The ostensible surface issue is that the current code for netstat, ifconfig, and so on operates in an inefficient way. Per various people, netstat et al operate by reading various files in /proc, and doing this is not the most efficient thing in the world (either on the kernel side or on netstat's side). You won't notice this on a small system, but apparently there are real impacts on large ones. Modern commands like ss and ip use Linux's netlink sockets, which are much more efficient. In theory netstat, ifconfig, and company could be rewritten to use netlink too; in practice this doesn't seem to have happened and there may be political issues involving different groups of developers with different opinions on which way to go.

(Netstat and ifconfig are part of net-tools, while ss and ip are part of iproute2.)
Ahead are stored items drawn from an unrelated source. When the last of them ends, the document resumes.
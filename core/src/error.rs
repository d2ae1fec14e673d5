//! Error types for the courier client.
//!
//! # Design
//! `NetworkError` is what callers see on a `Deferred`'s failure channel. It is
//! deliberately coarse: UI layers mostly need to know whether a message can be
//! shown verbatim (`has_readable_message`). `RequestError` covers failures of
//! the pure request-building helpers; the client folds those into
//! `NetworkError::Invalid` before anything is dispatched.

use thiserror::Error;

/// Failures delivered through a `Deferred`'s failure channel.
#[derive(Debug, Clone, PartialEq, Eq, Error)]
pub enum NetworkError {
    /// No usable response was received.
    #[error("Invalid Error")]
    Invalid,

    /// The server answered with an error status.
    #[error("Server Error {0}")]
    ServerStatus(u16),

    /// A 2xx response whose body could not be decoded into the expected type.
    #[error("Parsing Error")]
    Parsing,

    /// Reserved for caller-initiated abandonment; never raised by the client.
    #[error("User Abandoned Request Error")]
    UserAbandoned,

    /// Transport-level failure carrying the transport's message.
    #[error("{0}")]
    Custom(String),
}

impl NetworkError {
    /// Error for a response that carried no decodable body.
    ///
    /// `None` means no HTTP response arrived at all.
    pub fn from_status(status: Option<u16>) -> Self {
        match status {
            None => NetworkError::Invalid,
            Some(code) if (200..=299).contains(&code) => NetworkError::Parsing,
            Some(code) => NetworkError::ServerStatus(code),
        }
    }

    /// `Custom(message)` when the transport reported one, `Invalid` otherwise.
    pub fn from_transport(message: Option<&str>) -> Self {
        match message {
            Some(msg) => NetworkError::Custom(msg.to_string()),
            None => NetworkError::Invalid,
        }
    }

    /// Whether the description is fit to show to an end user as-is.
    pub fn has_readable_message(&self) -> bool {
        matches!(self, NetworkError::Custom(_) | NetworkError::UserAbandoned)
    }

    pub fn failure_reason(&self) -> String {
        self.to_string()
    }

    pub fn recovery_suggestion(&self) -> String {
        self.to_string()
    }
}

/// Failures while turning a request description into a wire request.
#[derive(Debug, Error)]
pub enum RequestError {
    /// The endpoint string is not of the form `"METHOD /path"`.
    #[error("malformed endpoint: {0:?}")]
    MalformedEndpoint(String),

    /// The path holds characters that are only valid percent-encoded.
    #[error("path needs percent-encoding: {0:?}")]
    UnencodedPath(String),

    #[error("invalid URL {url:?}: {source}")]
    InvalidUrl {
        url: String,
        #[source]
        source: url::ParseError,
    },

    #[error("serialization failed: {0}")]
    Serialization(#[from] serde_json::Error),

    /// Multipart mode was requested but the encoded body is empty.
    #[error("multipart body is empty")]
    EmptyMultipart,
}

impl From<RequestError> for NetworkError {
    fn from(_: RequestError) -> Self {
        NetworkError::Invalid
    }
}

#[cfg(test)]
mod tests {
    use super::*;

    #[test]
    fn descriptions() {
        assert_eq!(NetworkError::Invalid.to_string(), "Invalid Error");
        assert_eq!(NetworkError::ServerStatus(503).to_string(), "Server Error 503");
        assert_eq!(NetworkError::Parsing.to_string(), "Parsing Error");
        assert_eq!(
            NetworkError::UserAbandoned.to_string(),
            "User Abandoned Request Error"
        );
        assert_eq!(NetworkError::Custom("offline".into()).to_string(), "offline");
    }

    #[test]
    fn readable_message_only_for_custom_and_abandoned() {
        assert!(NetworkError::Custom("x".into()).has_readable_message());
        assert!(NetworkError::UserAbandoned.has_readable_message());
        assert!(!NetworkError::Invalid.has_readable_message());
        assert!(!NetworkError::ServerStatus(500).has_readable_message());
        assert!(!NetworkError::Parsing.has_readable_message());
    }

    #[test]
    fn from_status_maps_ranges() {
        assert_eq!(NetworkError::from_status(None), NetworkError::Invalid);
        assert_eq!(NetworkError::from_status(Some(200)), NetworkError::Parsing);
        assert_eq!(NetworkError::from_status(Some(299)), NetworkError::Parsing);
        assert_eq!(
            NetworkError::from_status(Some(404)),
            NetworkError::ServerStatus(404)
        );
    }

    #[test]
    fn request_errors_collapse_to_invalid() {
        let err: NetworkError = RequestError::MalformedEndpoint("BAD".into()).into();
        assert_eq!(err, NetworkError::Invalid);
        assert_eq!(err.failure_reason(), "Invalid Error");
    }
}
However, the deeper issue is the interface that netstat, ifconfig, and company present to users. In practice, these commands are caught between two masters. On the one hand, the information the tools present and the questions they let us ask are deeply intertwined with how the kernel itself does networking, and in general the tools are very much supposed to report the kernel's reality. On the other hand, the users expect netstat, ifconfig and so on to have their traditional interface (in terms of output, command line arguments, and so on); any number of scripts and tools fish things out of ifconfig output, for example. As the Linux kernel has changed how it does networking, this has presented things like ifconfig with a deep conflict; their traditional output is no longer necessarily an accurate representation of reality.

For instance, here is ifconfig output for a network interface on one of my machines:

 ; ifconfig -a
 em0: flags=4163<UP,BROADCAST,RUNNING,MULTICAST>  mtu 1500
    inet 128.100.3.XX  netmask  broadcast
    inet6 fe80::6245:cbff:fea0:e8dd  prefixlen 64  scopeid 0x20<link>
    ether 60:45:cb:a0:e8:dd  txqueuelen 1000  (Ethernet)

There are no other 'em0:...' devices reported by ifconfig, which is unfortunate because this output from ifconfig is not really an accurate picture of reality:

; ip -4 addr show em0
  inet 128.100.3.XX/24 brd scope global em0
    valid_lft forever preferred_lft forever
  inet 128.100.3.YY/24 brd scope global secondary em0
    valid_lft forever preferred_lft forever

This interface has an IP alias, set up through systemd's networkd. Perhaps there once was a day when all IP aliases on Linux had to be set up through additional alias interfaces, which ifconfig would show, but these days each interface can have multiple IPs and directly setting them this way is the modern approach.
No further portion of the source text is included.